A Dependência Emocional: O Abismo Silencioso Que Nos Engole
É estranho, como uma pessoa pode se tornar um reflexo de outra. Um ser que se molda, se dissolve, até se apagar. Como se não houvesse mais uma identidade, mais um eu, apenas uma sombra que se arrasta, esperando o toque do outro para se sentir viva. A dependência emocional é isso: um abismo silencioso que engole sem aviso, que transforma tudo em um eco distante do que éramos antes.
Nos perdemos de tal forma que esquecemos como é ser inteiro. Como é respirar sem esperar um olhar, um gesto, uma palavra que valide nossa existência. As horas passam e nós permanecemos ali, imóveis, tentando entender onde foi que o fio da nossa essência se rompeu. É uma dor insidiosa, que vai se instalando, sutil, quase invisível, até que um dia não sabemos mais como fomos, como somos. Tudo parece depender de alguém que, no fundo, nunca conseguiu nos ver por completo.
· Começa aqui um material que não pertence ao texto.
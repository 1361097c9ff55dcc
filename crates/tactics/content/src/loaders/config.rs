//! Combat tunables loader.

use std::path::Path;

use tactics_core::CombatConfig;

use crate::loaders::{LoadResult, read_file};

/// Loader for combat tunables from TOML files.
pub struct ConfigLoader;

impl ConfigLoader {
    /// Load combat tunables from a TOML file.
    ///
    /// Missing keys keep their [`CombatConfig::default`] values.
    pub fn load(path: &Path) -> LoadResult<CombatConfig> {
        let content = read_file(path)?;
        Self::parse(&content)
    }

    /// Parse combat tunables from TOML text.
    pub fn parse(content: &str) -> LoadResult<CombatConfig> {
        let config: CombatConfig = toml::from_str(content)
            .map_err(|e| anyhow::anyhow!("Failed to parse combat config TOML: {}", e))?;

        if config.experience_per_level <= 0.0 {
            anyhow::bail!(
                "experience_per_level must be positive, got {}",
                config.experience_per_level
            );
        }
        if config.max_fatigue <= 0.0 {
            anyhow::bail!("max_fatigue must be positive, got {}", config.max_fatigue);
        }

        Ok(config)
    }
}

#[cfg(test)]
mod tests {
    use super::*;

    #[test]
    fn partial_config_keeps_defaults() {
        let config = ConfigLoader::parse("flank_bonus_per_ally = 0.25\n").unwrap();
        assert_eq!(config.flank_bonus_per_ally, 0.25);
        assert_eq!(
            config.hill_defense_bonus,
            CombatConfig::DEFAULT_HILL_DEFENSE_BONUS
        );
    }

    #[test]
    fn rejects_non_positive_level_cost() {
        let err = ConfigLoader::parse("experience_per_level = 0.0\n").unwrap_err();
        assert!(err.to_string().contains("experience_per_level"));
    }
}
//! Stat aggregation.
//!
//! For every derived stat `S`:
//!
//! ```text
//! S  = S_base + S_equipment + S_ability
//! S' = (S  + unit_faction_add)      × (1 + unit_faction_pct)
//! S" = (S' + equipment_faction_add) × (1 + equipment_faction_pct)
//! ```
//!
//! Attack, defense and health are rounded to the nearest integer after the
//! last multiplicative step; range and movement stay fractional. The two
//! faction stages are distinct: reordering them changes results.

use super::bonus::{Bonus, BonusStack, StatBounds};
use crate::env::{Ability, EquipmentItem};

/// A stat that modifiers can target.
#[derive(
    Clone,
    Copy,
    Debug,
    PartialEq,
    Eq,
    Hash,
    strum::Display,
    strum::EnumString,
    strum::AsRefStr,
)]
#[cfg_attr(feature = "serde", derive(serde::Serialize, serde::Deserialize))]
#[strum(serialize_all = "snake_case", ascii_case_insensitive)]
pub enum StatKind {
    Attack,
    Defense,
    Health,
    Range,
    Movement,
}

/// Additive and fractional change to one stat (`percent` 0.1 = +10%).
#[derive(Clone, Copy, Debug, PartialEq)]
#[cfg_attr(feature = "serde", derive(serde::Serialize, serde::Deserialize))]
pub struct StatModifier {
    pub stat: StatKind,
    #[cfg_attr(feature = "serde", serde(default))]
    pub flat: f32,
    #[cfg_attr(feature = "serde", serde(default))]
    pub percent: f32,
}

impl StatModifier {
    pub fn flat(stat: StatKind, value: f32) -> Self {
        Self {
            stat,
            flat: value,
            percent: 0.0,
        }
    }

    pub fn percent(stat: StatKind, fraction: f32) -> Self {
        Self {
            stat,
            flat: 0.0,
            percent: fraction,
        }
    }

    pub fn new(stat: StatKind, flat: f32, percent: f32) -> Self {
        Self { stat, flat, percent }
    }
}

/// Template base values.
#[derive(Clone, Copy, Debug, Default, PartialEq)]
#[cfg_attr(feature = "serde", derive(serde::Serialize, serde::Deserialize))]
pub struct BaseStats {
    pub attack: i32,
    pub defense: i32,
    pub health: i32,
    pub range: f32,
    #[cfg_attr(feature = "serde", serde(default))]
    pub movement: f32,
}

impl BaseStats {
    pub fn new(attack: i32, defense: i32, health: i32, range: f32, movement: f32) -> Self {
        Self {
            attack,
            defense,
            health,
            range,
            movement,
        }
    }

    pub fn get(&self, stat: StatKind) -> f32 {
        match stat {
            StatKind::Attack => self.attack as f32,
            StatKind::Defense => self.defense as f32,
            StatKind::Health => self.health as f32,
            StatKind::Range => self.range,
            StatKind::Movement => self.movement,
        }
    }
}

/// One bonus stack per stat.
#[derive(Clone, Debug, Default, PartialEq)]
pub struct StatBonuses {
    pub attack: BonusStack,
    pub defense: BonusStack,
    pub health: BonusStack,
    pub range: BonusStack,
    pub movement: BonusStack,
}

impl StatBonuses {
    pub fn new() -> Self {
        Self::default()
    }

    pub fn stack(&self, stat: StatKind) -> &BonusStack {
        match stat {
            StatKind::Attack => &self.attack,
            StatKind::Defense => &self.defense,
            StatKind::Health => &self.health,
            StatKind::Range => &self.range,
            StatKind::Movement => &self.movement,
        }
    }

    pub fn stack_mut(&mut self, stat: StatKind) -> &mut BonusStack {
        match stat {
            StatKind::Attack => &mut self.attack,
            StatKind::Defense => &mut self.defense,
            StatKind::Health => &mut self.health,
            StatKind::Range => &mut self.range,
            StatKind::Movement => &mut self.movement,
        }
    }

    /// Folds a modifier into the stack of its stat.
    pub fn add_modifier(&mut self, modifier: &StatModifier) {
        let stack = self.stack_mut(modifier.stat);
        if modifier.flat != 0.0 {
            stack.add(Bonus::flat(modifier.flat));
        }
        if modifier.percent != 0.0 {
            stack.add(Bonus::increased(modifier.percent));
        }
    }

    pub fn from_modifiers<'a>(modifiers: impl IntoIterator<Item = &'a StatModifier>) -> Self {
        let mut bonuses = Self::new();
        for modifier in modifiers {
            bonuses.add_modifier(modifier);
        }
        bonuses
    }
}

/// Final combat values of a unit.
#[derive(Clone, Copy, Debug, PartialEq)]
#[cfg_attr(feature = "serde", derive(serde::Serialize, serde::Deserialize))]
pub struct CombatStats {
    pub attack: i32,
    pub defense: i32,
    pub max_health: i32,
    pub range: f32,
    pub movement: f32,
    /// Product of all unlocked abilities' damage multipliers.
    pub damage_multiplier: f32,
}

impl Default for CombatStats {
    fn default() -> Self {
        Self {
            attack: 0,
            defense: 0,
            max_health: 1,
            range: 0.0,
            movement: 0.0,
            damage_multiplier: 1.0,
        }
    }
}

/// Everything the aggregator needs for one unit.
#[derive(Clone, Copy, Debug)]
pub struct StatInputs<'a> {
    pub base: &'a BaseStats,
    pub equipment: &'a [EquipmentItem],
    pub abilities: &'a [Ability],
    /// Research/culture bonuses keyed by the unit's template, summed over sources.
    pub unit_faction: &'a StatBonuses,
    /// Research/culture bonuses keyed by any equipped item, summed over items and sources.
    pub equipment_faction: &'a StatBonuses,
}

/// Computes the final stats of a unit.
pub fn aggregate(inputs: &StatInputs<'_>) -> CombatStats {
    let value = |stat: StatKind, bounds: StatBounds| -> f32 {
        let staged = staged_base(inputs, stat);
        let after_unit = inputs.unit_faction.stack(stat).apply_unclamped(staged);
        inputs
            .equipment_faction
            .stack(stat)
            .apply(after_unit, bounds)
    };

    let damage_multiplier = inputs
        .abilities
        .iter()
        .fold(BonusStack::new(), |stack, ability| {
            stack.more(ability.damage_multiplier)
        })
        .more_product();

    CombatStats {
        attack: value(StatKind::Attack, StatBounds::COMBAT).round() as i32,
        defense: value(StatKind::Defense, StatBounds::COMBAT).round() as i32,
        max_health: value(StatKind::Health, StatBounds::HEALTH).round() as i32,
        range: value(StatKind::Range, StatBounds::DISTANCE),
        movement: value(StatKind::Movement, StatBounds::DISTANCE),
        damage_multiplier,
    }
}

/// `S_base + S_equipment + S_ability`.
///
/// Item percentages scale the base value and count as part of
/// `S_equipment`.
fn staged_base(inputs: &StatInputs<'_>, stat: StatKind) -> f32 {
    let base = inputs.base.get(stat);
    let equipment: f32 = inputs
        .equipment
        .iter()
        .flat_map(|item| item.modifiers.iter())
        .filter(|modifier| modifier.stat == stat)
        .map(|modifier| modifier.flat + base * modifier.percent)
        .sum();
    let ability: f32 = inputs
        .abilities
        .iter()
        .map(|ability| match stat {
            StatKind::Attack => ability.attack as f32,
            StatKind::Defense => ability.defense as f32,
            StatKind::Health => ability.health as f32,
            StatKind::Range => ability.range,
            StatKind::Movement => 0.0,
        })
        .sum();
    base + equipment + ability
}

#[cfg(test)]
mod tests {
    use super::*;
    use crate::state::EquipmentSlot;

    fn inputs<'a>(
        base: &'a BaseStats,
        equipment: &'a [EquipmentItem],
        abilities: &'a [Ability],
        unit_faction: &'a StatBonuses,
        equipment_faction: &'a StatBonuses,
    ) -> StatInputs<'a> {
        StatInputs {
            base,
            equipment,
            abilities,
            unit_faction,
            equipment_faction,
        }
    }

    #[test]
    fn base_only() {
        let base = BaseStats::new(10, 4, 20, 1.0, 2.0);
        let empty = StatBonuses::new();
        let stats = aggregate(&inputs(&base, &[], &[], &empty, &empty));
        assert_eq!(stats.attack, 10);
        assert_eq!(stats.defense, 4);
        assert_eq!(stats.max_health, 20);
        assert_eq!(stats.range, 1.0);
        assert_eq!(stats.damage_multiplier, 1.0);
    }

    #[test]
    fn equipment_and_abilities_are_additive_before_faction_stages() {
        let base = BaseStats::new(10, 4, 20, 1.0, 2.0);
        let sword = EquipmentItem::new("sword", EquipmentSlot::Weapon)
            .with_modifier(StatModifier::flat(StatKind::Attack, 3.0))
            .with_modifier(StatModifier::percent(StatKind::Attack, 0.5));
        let mut veteran = Ability::new("veteran");
        veteran.attack = 2;
        veteran.damage_multiplier = 1.5;
        let mut brutal = Ability::new("brutal");
        brutal.damage_multiplier = 2.0;

        let empty = StatBonuses::new();
        let equipment = [sword];
        let abilities = [veteran, brutal];
        let stats = aggregate(&inputs(&base, &equipment, &abilities, &empty, &empty));

        // 10 + (3 + 10 × 0.5) + 2
        assert_eq!(stats.attack, 20);
        assert_eq!(stats.damage_multiplier, 3.0);
    }

    #[test]
    fn unit_faction_stage_precedes_equipment_faction_stage() {
        let base = BaseStats::new(10, 0, 10, 0.0, 0.0);
        let unit_faction = StatBonuses::from_modifiers(&[StatModifier::new(
            StatKind::Attack,
            2.0,
            0.5,
        )]);
        let equipment_faction = StatBonuses::from_modifiers(&[StatModifier::new(
            StatKind::Attack,
            4.0,
            0.25,
        )]);

        let stats = aggregate(&inputs(&base, &[], &[], &unit_faction, &equipment_faction));
        // ((10 + 2) × 1.5 + 4) × 1.25 = 27.5 → 28
        assert_eq!(stats.attack, 28);

        let swapped = aggregate(&inputs(&base, &[], &[], &equipment_faction, &unit_faction));
        // ((10 + 4) × 1.25 + 2) × 1.5 = 29.25 → 29
        assert_eq!(swapped.attack, 29);
    }

    #[test]
    fn faction_sources_sum_before_single_application() {
        let base = BaseStats::new(100, 0, 10, 0.0, 0.0);
        let summed = StatBonuses::from_modifiers(&[
            StatModifier::percent(StatKind::Attack, 0.5),
            StatModifier::percent(StatKind::Attack, 0.5),
        ]);
        let empty = StatBonuses::new();
        let stats = aggregate(&inputs(&base, &[], &[], &summed, &empty));
        // 100 × (1 + 0.5 + 0.5); source-by-source would give 225
        assert_eq!(stats.attack, 200);
    }

    #[test]
    fn range_stays_fractional() {
        let base = BaseStats::new(0, 0, 1, 2.5, 0.0);
        let empty = StatBonuses::new();
        let bonus = StatBonuses::from_modifiers(&[StatModifier::percent(StatKind::Range, 0.1)]);
        let stats = aggregate(&inputs(&base, &[], &[], &bonus, &empty));
        assert!((stats.range - 2.75).abs() < 1e-5);
    }
}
Nos entregamos em pedaços, um pedaço de nós a cada gesto, a cada olhar, a cada palavra não dita. E quando a outra pessoa não nos devolve o que damos, não é apenas uma ausência que sentimos. É um vazio que se alarga dentro de nós, como um buraco que devora o que restava de nós mesmos. Não é a falta de companhia que nos machuca, mas o fato de que nos tornamos tão vazios que precisamos do outro para preencher esse espaço. E, quando o outro se vai, fica apenas o eco. O eco do que não foi dito, do que não foi vivido. O eco de um amor que nunca foi inteiro.
É doloroso perceber que, enquanto tentamos amar, acabamos nos perdendo. Tentamos ser o que o outro precisa, o que o outro deseja, esquecendo quem somos no processo. E, ao fazer isso, nos tornamos fantasmas de nós mesmos, camuflados atrás de sorrisos e promessas que não sabemos se são reais ou apenas uma tentativa desesperada de preencher o vazio. O pior é que, em algum lugar no fundo, sabemos que nunca seremos completos dessa maneira. Sabemos que, por mais que demos, por mais que amemos, o que buscamos nunca será verdadeiramente encontrado fora de nós.
A dependência emocional nos arrasta para um lugar escuro, onde o amor se transforma em necessidade, e a necessidade em um peso insuportável. A sensação de estar preso a algo que, em essência, nunca foi verdadeiramente nosso, é um fardo que não se vê, mas se sente. Cada pensamento é uma corrente, cada lembrança, uma prisão. O coração já não pulsa de alegria, mas de ansiedade, esperando que alguém venha preencher o espaço onde só o silêncio se encontra.
E assim seguimos, arrastando os cacos do que fomos, sem saber se algum dia seremos inteiros novamente. O mais triste é que, no fundo, tememos a solidão, mas talvez a solidão seja o único caminho para nos reencontrarmos. Para finalmente entender que não precisamos de mais ninguém para sermos completos, mas o peso da dependência é tão grande que até essa verdade parece distante, quase inalcançável.
E, no fim, o que resta de nós? Talvez apenas a lembrança de quem poderíamos ter sido, se tivéssemos tido a coragem de sermos inteiros, sem depender de ninguém para justificar nossa existência. Mas talvez a dor, essa dor amarga e doce ao mesmo tempo, seja justamente o que nos torna humanos.